# Work to complete
Provide an exact copy of the lines from the beginning of the records through the line that includes "with a model file", and of no others.

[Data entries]
BEGIN
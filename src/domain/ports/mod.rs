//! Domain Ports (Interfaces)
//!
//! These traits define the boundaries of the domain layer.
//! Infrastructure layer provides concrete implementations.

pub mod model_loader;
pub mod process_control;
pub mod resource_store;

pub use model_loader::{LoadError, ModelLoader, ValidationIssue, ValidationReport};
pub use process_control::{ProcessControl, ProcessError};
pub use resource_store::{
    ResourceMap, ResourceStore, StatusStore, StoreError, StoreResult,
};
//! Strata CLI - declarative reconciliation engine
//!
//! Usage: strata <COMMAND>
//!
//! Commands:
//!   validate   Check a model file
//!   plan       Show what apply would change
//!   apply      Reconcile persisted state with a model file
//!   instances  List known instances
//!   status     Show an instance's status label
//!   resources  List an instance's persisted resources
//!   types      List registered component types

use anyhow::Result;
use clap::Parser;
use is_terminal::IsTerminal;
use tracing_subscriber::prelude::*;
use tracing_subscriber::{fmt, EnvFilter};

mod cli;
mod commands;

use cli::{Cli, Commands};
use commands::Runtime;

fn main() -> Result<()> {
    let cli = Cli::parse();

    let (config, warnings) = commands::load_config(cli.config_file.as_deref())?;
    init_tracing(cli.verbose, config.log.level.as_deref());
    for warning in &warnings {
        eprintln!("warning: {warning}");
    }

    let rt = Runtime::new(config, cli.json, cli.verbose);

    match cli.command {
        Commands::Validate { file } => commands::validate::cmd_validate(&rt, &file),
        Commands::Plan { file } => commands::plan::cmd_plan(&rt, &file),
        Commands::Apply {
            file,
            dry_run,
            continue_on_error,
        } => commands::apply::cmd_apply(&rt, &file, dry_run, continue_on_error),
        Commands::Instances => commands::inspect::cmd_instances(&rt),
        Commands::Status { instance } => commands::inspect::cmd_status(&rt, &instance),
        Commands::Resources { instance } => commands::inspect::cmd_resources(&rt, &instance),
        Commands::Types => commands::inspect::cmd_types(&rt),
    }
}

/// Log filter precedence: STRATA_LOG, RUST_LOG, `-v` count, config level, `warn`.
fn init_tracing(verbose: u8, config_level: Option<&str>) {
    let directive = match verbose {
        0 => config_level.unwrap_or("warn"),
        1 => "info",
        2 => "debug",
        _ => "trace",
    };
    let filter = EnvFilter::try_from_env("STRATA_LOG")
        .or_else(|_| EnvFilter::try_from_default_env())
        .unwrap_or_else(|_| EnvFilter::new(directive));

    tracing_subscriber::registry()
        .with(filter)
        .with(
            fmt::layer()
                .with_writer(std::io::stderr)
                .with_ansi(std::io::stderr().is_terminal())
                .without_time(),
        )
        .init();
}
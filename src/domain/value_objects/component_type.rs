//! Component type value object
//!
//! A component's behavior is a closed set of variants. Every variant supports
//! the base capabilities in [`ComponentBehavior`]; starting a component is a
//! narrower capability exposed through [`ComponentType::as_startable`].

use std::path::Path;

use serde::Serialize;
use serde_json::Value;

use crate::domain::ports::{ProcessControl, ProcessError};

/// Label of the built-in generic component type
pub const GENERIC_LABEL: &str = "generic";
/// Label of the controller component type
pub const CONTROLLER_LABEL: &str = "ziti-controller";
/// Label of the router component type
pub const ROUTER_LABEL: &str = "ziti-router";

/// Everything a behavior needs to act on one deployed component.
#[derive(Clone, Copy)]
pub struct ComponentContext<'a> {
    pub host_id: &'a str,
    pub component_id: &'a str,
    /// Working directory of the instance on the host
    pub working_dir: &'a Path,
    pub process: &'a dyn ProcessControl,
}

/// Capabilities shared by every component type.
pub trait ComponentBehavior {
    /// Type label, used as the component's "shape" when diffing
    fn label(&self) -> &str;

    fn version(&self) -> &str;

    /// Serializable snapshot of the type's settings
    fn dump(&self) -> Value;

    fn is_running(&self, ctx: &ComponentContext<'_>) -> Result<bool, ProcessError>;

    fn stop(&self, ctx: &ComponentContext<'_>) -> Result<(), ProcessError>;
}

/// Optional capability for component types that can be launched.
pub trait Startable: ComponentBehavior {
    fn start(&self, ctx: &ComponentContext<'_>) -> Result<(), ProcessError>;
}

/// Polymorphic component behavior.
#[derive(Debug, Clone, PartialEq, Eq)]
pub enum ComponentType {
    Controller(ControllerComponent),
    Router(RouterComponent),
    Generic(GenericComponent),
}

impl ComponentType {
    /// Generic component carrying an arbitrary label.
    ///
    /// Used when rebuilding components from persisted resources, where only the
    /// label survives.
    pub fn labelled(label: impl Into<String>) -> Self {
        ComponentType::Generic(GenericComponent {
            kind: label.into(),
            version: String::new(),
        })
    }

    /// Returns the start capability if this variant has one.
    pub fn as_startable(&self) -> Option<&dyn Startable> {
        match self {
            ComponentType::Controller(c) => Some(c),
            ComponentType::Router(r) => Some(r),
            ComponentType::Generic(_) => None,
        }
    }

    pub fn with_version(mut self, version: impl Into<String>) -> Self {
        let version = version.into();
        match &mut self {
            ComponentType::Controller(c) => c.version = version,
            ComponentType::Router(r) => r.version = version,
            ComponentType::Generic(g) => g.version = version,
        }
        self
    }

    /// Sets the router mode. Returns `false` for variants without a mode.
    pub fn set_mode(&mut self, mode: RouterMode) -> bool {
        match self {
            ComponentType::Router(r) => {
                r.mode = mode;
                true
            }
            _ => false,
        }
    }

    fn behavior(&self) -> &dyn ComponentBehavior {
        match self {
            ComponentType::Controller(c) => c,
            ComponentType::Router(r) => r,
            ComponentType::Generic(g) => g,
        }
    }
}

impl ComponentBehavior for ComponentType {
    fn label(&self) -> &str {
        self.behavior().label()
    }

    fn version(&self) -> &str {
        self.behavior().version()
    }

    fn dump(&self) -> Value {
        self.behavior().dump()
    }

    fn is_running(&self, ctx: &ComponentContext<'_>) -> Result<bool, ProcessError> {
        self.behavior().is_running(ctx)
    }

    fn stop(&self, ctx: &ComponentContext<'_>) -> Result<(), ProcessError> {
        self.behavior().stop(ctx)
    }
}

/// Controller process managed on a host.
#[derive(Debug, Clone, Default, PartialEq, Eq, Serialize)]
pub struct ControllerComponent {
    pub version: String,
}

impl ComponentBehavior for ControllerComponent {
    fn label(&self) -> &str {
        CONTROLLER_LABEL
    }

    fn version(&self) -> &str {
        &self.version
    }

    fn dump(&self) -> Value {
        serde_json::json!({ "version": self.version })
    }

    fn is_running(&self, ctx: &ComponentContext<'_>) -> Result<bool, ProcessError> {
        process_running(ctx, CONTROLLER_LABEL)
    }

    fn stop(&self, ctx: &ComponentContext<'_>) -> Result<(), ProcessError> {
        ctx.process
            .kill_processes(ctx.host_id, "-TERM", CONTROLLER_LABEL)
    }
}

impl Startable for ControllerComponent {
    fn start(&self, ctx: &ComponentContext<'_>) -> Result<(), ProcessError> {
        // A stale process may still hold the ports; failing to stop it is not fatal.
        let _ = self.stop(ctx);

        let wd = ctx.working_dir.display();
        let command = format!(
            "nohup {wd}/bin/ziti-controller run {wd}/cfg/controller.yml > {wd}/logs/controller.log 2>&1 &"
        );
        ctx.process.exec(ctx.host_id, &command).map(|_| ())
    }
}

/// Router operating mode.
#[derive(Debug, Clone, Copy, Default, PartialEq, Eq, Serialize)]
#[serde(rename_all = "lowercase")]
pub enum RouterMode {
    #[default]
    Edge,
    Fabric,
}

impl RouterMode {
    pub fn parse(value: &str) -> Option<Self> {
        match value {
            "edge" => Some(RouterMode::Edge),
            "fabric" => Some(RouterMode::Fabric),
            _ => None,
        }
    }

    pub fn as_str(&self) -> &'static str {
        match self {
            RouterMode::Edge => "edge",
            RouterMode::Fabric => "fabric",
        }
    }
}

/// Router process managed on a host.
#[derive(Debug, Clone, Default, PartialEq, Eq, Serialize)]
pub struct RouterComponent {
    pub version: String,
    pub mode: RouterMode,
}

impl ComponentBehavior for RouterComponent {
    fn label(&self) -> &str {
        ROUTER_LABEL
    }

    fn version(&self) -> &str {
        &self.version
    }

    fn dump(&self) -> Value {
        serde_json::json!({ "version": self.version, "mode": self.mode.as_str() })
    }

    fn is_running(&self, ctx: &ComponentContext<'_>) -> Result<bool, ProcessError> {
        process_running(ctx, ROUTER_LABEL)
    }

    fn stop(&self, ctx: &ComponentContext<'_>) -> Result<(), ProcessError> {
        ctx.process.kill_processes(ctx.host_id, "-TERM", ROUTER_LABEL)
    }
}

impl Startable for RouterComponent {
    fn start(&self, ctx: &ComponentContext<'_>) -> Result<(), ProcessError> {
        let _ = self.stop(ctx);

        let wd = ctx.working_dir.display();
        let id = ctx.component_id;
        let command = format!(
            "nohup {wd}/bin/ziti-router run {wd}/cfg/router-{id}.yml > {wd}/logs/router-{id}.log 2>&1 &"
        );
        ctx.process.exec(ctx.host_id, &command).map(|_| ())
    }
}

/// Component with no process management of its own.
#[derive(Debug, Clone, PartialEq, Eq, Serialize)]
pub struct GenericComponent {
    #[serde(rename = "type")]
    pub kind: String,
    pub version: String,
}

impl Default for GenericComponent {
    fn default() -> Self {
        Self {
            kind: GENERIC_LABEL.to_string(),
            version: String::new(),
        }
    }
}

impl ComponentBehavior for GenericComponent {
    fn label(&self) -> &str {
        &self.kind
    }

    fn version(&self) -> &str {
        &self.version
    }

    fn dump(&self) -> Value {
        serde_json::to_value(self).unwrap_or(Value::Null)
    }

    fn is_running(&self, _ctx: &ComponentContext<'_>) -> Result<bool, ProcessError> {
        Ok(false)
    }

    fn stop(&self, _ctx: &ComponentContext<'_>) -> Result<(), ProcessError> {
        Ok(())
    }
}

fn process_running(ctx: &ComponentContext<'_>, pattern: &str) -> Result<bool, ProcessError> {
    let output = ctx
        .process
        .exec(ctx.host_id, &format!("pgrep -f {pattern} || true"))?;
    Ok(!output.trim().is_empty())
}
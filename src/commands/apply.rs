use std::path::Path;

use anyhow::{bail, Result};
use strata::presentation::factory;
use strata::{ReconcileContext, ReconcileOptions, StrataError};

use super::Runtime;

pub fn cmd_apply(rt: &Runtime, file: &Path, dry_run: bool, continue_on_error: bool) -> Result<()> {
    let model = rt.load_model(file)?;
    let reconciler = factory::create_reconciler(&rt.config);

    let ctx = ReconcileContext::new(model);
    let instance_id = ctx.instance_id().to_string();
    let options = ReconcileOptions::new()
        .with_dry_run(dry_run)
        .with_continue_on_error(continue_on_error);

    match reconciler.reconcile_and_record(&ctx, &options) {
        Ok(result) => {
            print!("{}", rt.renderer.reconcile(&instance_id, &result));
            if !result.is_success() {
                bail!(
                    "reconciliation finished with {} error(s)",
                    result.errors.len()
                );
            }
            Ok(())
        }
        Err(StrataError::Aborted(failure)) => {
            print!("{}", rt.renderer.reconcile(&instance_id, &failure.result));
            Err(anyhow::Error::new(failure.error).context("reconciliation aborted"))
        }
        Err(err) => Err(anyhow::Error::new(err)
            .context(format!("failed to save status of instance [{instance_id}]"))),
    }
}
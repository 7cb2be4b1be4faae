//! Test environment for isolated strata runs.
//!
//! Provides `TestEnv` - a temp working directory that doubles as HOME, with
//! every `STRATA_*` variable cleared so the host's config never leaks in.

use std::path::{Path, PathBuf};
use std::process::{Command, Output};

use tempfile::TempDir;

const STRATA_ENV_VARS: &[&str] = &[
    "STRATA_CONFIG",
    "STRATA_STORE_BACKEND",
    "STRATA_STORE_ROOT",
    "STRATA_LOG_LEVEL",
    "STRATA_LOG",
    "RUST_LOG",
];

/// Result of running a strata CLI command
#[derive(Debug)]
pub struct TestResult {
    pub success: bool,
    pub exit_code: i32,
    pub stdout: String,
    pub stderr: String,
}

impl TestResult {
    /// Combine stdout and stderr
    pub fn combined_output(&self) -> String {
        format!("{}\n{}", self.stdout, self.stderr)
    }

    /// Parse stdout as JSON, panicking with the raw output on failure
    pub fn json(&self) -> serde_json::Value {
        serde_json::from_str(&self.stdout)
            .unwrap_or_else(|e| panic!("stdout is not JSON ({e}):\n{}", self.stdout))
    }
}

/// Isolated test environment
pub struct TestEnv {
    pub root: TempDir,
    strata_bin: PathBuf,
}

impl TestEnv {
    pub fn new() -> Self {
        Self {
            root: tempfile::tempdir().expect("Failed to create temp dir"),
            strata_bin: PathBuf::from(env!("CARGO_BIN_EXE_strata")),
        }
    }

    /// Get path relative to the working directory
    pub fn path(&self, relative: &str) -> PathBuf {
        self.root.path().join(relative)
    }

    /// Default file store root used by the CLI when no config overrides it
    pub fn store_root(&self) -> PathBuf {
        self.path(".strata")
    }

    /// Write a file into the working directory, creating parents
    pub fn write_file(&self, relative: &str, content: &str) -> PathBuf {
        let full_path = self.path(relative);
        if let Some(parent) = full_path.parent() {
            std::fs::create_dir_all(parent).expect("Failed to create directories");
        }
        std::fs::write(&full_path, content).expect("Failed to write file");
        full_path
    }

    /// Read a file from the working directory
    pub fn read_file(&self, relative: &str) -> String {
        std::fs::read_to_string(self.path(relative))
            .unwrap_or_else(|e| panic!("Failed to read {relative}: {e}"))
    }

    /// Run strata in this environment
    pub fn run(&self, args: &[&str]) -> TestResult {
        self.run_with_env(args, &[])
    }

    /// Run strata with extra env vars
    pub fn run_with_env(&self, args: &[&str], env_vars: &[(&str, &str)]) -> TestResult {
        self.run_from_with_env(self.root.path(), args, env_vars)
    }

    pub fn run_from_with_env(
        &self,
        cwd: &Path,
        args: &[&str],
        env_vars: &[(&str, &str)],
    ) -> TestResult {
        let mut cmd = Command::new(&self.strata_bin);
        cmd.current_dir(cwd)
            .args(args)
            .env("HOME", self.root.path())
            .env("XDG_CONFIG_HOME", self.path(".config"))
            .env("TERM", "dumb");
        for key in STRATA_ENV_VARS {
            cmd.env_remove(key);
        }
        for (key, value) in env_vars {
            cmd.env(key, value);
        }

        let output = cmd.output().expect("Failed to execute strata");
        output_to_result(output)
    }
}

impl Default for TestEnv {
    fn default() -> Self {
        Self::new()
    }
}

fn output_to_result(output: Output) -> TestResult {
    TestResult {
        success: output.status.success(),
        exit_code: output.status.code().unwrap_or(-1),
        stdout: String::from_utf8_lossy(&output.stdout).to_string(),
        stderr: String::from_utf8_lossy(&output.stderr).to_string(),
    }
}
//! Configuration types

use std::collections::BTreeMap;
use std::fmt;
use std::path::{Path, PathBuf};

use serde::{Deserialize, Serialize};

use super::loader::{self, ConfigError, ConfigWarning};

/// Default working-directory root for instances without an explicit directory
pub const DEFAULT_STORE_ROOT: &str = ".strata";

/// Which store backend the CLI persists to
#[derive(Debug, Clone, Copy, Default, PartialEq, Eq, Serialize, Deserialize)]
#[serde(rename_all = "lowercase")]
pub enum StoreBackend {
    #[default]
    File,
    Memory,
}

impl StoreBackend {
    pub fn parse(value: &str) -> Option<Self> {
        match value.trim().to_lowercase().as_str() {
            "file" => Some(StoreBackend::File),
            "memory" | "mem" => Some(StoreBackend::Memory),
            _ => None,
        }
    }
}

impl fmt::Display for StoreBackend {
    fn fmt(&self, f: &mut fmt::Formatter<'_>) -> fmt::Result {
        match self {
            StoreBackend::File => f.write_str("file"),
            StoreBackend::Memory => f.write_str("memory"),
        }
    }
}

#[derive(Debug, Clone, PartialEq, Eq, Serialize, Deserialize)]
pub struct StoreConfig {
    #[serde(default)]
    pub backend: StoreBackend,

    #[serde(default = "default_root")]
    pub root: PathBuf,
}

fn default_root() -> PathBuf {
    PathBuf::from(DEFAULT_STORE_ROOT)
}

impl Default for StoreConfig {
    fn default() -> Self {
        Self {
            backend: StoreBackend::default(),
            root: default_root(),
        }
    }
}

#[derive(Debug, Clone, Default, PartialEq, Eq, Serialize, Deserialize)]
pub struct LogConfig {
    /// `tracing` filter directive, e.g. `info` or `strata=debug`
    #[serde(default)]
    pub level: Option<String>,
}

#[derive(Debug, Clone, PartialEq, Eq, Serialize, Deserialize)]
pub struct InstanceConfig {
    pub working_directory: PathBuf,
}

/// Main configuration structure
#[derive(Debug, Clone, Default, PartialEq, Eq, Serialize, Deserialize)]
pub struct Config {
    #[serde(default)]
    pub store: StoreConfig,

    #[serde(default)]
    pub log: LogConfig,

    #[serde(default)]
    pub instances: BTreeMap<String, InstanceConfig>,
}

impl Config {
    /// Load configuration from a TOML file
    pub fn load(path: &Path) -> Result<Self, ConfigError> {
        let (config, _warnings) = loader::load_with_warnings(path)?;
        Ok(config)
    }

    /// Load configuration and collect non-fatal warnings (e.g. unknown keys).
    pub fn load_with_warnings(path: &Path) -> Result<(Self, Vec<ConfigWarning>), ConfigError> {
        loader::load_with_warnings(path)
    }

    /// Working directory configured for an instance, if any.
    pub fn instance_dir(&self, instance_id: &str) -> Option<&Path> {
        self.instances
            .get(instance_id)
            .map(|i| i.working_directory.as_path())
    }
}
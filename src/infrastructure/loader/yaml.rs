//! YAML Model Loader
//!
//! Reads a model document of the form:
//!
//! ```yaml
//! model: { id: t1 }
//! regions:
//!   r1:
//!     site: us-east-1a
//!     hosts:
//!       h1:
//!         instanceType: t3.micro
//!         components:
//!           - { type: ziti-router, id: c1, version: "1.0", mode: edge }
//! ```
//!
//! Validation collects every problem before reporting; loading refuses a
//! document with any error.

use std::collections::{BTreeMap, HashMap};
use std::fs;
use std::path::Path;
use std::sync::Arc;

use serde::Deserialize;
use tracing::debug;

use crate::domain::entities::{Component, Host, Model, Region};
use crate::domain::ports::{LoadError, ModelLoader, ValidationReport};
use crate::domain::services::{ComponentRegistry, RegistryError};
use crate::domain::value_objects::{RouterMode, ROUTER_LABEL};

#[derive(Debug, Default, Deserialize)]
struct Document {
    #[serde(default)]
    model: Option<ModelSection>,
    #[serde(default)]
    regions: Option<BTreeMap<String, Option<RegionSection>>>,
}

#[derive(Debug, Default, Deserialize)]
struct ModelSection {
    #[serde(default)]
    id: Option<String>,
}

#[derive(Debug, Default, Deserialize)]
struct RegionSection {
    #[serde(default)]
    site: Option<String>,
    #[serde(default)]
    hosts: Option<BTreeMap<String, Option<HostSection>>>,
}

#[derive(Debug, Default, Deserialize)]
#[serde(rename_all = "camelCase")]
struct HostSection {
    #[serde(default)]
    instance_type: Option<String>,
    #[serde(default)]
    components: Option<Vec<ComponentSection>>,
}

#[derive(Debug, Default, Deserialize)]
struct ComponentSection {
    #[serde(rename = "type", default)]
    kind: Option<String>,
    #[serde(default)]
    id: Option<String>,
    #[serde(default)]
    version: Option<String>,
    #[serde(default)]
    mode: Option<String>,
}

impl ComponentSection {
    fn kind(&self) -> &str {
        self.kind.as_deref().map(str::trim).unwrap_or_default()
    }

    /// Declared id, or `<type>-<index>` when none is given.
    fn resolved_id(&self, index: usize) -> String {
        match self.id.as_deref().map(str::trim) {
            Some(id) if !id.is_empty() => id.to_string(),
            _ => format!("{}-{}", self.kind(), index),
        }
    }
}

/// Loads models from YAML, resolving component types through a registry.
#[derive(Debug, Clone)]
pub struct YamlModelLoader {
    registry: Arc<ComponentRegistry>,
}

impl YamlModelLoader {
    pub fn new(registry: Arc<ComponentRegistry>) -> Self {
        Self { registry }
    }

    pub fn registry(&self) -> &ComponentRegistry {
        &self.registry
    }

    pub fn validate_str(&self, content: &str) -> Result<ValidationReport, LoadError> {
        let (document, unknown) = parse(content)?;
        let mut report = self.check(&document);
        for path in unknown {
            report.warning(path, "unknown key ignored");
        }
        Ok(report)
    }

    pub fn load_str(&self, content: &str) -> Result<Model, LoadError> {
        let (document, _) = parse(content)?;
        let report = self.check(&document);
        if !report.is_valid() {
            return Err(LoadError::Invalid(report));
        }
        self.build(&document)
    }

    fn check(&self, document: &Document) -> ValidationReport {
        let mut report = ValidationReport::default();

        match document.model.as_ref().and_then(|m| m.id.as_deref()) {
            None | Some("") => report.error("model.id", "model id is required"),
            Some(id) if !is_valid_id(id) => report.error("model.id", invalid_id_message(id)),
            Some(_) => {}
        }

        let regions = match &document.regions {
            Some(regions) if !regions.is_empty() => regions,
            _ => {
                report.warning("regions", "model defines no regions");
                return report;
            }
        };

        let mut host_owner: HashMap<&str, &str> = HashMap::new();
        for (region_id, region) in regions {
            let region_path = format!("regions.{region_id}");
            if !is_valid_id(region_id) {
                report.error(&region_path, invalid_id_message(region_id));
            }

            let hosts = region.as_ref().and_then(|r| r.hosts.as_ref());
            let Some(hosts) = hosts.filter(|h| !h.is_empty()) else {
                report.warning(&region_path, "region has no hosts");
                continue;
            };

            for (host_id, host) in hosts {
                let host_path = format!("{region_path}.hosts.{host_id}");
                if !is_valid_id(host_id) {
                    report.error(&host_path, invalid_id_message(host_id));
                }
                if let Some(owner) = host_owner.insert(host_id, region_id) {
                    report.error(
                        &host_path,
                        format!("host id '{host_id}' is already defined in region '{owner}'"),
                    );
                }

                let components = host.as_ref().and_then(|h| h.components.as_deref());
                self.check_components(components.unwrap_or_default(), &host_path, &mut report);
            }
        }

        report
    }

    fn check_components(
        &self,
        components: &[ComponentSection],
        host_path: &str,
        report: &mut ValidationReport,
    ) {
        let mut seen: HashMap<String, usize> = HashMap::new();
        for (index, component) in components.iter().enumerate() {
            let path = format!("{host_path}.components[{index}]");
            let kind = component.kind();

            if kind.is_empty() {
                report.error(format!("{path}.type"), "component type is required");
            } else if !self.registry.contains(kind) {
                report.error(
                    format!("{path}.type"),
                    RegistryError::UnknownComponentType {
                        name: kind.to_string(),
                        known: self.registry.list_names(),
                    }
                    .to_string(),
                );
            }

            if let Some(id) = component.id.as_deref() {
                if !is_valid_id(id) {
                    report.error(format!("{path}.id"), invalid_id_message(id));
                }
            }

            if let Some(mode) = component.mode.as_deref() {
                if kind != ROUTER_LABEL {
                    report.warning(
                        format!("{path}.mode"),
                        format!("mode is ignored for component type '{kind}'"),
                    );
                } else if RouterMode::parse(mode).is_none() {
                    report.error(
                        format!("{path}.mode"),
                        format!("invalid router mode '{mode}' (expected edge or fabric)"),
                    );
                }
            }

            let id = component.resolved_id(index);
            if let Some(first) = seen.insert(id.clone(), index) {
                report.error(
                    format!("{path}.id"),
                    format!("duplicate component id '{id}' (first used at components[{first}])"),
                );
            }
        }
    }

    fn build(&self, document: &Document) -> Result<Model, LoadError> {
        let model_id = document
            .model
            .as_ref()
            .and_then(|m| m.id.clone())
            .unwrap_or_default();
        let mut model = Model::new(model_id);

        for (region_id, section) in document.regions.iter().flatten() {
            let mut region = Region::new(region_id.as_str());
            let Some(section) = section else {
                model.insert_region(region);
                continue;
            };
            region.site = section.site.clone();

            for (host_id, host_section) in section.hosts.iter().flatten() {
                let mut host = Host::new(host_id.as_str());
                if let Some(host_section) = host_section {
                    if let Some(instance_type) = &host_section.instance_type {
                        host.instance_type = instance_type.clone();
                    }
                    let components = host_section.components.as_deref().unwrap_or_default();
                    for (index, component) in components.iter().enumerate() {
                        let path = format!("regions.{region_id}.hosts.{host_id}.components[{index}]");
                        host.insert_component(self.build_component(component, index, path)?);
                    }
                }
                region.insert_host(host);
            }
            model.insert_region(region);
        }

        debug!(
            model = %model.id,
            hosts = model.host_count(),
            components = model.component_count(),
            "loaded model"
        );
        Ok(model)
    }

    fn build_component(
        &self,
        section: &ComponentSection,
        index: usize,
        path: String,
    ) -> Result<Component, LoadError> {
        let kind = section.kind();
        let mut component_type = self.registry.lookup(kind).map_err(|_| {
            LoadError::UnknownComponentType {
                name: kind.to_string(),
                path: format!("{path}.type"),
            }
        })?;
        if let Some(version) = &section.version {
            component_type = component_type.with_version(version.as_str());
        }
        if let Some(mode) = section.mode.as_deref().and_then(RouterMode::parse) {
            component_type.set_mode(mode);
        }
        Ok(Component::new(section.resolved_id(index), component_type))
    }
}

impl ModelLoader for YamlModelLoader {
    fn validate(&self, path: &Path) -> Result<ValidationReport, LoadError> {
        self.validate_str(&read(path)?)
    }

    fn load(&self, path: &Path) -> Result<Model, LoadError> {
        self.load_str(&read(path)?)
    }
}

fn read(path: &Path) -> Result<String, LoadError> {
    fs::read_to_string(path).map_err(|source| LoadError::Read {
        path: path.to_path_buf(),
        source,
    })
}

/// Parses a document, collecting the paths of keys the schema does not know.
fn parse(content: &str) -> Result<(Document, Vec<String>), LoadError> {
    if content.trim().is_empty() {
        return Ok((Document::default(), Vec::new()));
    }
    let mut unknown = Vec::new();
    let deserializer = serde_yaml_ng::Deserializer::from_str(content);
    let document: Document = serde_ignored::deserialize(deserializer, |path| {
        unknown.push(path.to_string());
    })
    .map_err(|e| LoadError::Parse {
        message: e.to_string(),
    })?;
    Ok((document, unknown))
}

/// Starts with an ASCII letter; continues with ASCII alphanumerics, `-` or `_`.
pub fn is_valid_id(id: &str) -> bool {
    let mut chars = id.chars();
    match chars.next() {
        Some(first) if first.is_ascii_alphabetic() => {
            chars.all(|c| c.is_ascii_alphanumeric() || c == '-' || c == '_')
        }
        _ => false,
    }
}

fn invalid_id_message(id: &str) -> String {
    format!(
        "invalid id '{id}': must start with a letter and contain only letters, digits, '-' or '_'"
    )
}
END
# Task response
filename src/domain/ports/mod.rs
//! Domain Ports (Interfaces)
//!
//! These traits define the boundaries of the domain layer.
//! Infrastructure layer provides concrete implementations.

pub mod model_loader;
pub mod process_control;
pub mod resource_store;

pub use model_loader::{LoadError, ModelLoader, ValidationIssue, ValidationReport};
pub use process_control::{ProcessControl, ProcessError};
pub use resource_store::{
    ResourceMap, ResourceStore, StatusStore, StoreError, StoreResult,
};
//! Strata CLI - declarative reconciliation engine
//!
//! Usage: strata <COMMAND>
//!
//! Commands:
//!   validate   Check a model file
//!   plan       Show what apply would change
//!   apply      Reconcile persisted state with a model file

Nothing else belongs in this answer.